_HOW TO COMPLETE THIS TASK:_ Pull every line that includes the word "blocks" out of the data below and copy it.
※
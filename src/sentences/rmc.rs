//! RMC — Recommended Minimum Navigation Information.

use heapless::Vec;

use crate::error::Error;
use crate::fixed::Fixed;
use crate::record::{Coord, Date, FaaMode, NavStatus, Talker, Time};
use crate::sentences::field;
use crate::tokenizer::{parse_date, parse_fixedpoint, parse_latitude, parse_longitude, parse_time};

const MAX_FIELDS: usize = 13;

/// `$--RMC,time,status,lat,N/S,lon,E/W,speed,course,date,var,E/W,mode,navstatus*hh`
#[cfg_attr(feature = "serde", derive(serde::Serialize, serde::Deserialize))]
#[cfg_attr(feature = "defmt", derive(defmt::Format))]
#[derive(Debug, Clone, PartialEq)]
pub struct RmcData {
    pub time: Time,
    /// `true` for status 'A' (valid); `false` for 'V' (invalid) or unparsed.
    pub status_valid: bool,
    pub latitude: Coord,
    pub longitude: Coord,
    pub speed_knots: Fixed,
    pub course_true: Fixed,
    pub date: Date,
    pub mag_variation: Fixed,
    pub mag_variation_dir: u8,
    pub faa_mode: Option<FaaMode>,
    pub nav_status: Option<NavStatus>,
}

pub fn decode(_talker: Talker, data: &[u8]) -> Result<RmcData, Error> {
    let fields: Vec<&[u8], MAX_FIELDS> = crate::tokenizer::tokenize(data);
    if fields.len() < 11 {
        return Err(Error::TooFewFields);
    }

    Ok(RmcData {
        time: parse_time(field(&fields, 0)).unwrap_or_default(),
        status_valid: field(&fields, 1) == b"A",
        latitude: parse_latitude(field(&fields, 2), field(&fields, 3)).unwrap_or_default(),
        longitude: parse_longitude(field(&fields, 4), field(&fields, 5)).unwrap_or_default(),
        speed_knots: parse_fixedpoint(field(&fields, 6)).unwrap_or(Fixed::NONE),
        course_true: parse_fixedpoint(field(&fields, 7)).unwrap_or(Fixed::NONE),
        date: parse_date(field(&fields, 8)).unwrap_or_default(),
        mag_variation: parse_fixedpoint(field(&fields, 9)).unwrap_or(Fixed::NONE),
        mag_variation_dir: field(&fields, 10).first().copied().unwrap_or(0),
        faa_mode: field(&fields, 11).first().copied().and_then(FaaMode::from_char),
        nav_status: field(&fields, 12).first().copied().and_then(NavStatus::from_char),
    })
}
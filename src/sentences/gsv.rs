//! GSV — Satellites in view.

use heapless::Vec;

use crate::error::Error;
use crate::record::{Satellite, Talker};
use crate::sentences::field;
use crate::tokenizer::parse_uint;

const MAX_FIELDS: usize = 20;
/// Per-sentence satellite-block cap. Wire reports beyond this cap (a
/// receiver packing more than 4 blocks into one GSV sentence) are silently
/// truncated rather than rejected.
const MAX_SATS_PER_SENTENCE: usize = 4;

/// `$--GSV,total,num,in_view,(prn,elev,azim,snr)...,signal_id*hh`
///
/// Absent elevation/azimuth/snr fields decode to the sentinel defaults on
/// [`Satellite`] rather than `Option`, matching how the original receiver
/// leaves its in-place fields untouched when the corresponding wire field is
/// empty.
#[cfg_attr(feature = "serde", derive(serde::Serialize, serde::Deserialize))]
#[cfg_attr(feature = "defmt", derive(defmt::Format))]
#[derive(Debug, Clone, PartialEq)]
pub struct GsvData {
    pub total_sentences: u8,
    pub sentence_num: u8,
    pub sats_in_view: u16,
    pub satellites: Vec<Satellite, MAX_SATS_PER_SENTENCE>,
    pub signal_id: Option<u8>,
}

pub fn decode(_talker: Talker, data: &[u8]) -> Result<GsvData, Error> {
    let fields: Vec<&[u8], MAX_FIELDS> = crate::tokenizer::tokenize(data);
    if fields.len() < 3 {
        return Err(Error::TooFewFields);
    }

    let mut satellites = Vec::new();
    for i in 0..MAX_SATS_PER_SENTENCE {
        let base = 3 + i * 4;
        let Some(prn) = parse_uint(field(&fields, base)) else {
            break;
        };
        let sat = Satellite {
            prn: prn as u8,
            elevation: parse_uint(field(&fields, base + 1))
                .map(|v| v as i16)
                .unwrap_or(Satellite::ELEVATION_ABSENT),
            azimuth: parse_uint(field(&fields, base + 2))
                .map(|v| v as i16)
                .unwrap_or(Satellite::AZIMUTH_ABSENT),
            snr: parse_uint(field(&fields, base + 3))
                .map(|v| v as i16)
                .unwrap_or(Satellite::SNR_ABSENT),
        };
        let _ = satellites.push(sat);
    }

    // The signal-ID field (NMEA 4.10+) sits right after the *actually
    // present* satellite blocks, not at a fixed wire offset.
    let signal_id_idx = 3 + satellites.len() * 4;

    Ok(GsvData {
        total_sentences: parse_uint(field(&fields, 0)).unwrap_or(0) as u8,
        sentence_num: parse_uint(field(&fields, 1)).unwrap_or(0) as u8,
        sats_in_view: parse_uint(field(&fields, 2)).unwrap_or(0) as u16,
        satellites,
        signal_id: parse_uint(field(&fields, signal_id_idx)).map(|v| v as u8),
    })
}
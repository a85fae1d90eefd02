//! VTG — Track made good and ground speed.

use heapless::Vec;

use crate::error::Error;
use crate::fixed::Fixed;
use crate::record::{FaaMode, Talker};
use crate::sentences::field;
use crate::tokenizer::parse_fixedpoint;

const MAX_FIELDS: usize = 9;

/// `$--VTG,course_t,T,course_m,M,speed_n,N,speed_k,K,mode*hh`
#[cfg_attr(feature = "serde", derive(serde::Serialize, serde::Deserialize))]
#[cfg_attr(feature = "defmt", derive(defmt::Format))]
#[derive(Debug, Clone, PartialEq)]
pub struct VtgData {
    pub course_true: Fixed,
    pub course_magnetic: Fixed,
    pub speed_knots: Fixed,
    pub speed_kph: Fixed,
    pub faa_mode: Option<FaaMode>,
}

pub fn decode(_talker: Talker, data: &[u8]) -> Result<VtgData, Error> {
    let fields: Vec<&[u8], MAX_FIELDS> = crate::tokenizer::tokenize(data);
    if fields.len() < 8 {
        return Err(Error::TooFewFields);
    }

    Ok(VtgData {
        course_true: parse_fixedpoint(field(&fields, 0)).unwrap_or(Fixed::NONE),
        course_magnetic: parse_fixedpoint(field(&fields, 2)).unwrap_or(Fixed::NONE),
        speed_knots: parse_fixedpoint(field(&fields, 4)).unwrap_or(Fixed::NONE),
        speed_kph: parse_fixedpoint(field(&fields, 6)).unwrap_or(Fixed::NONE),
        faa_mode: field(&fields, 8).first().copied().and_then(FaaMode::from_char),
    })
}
※
_ANSWER AREA:_
/// receiver packing more than 4 blocks into one GSV sentence) are silently
    // present* satellite blocks, not at a fixed wire offset.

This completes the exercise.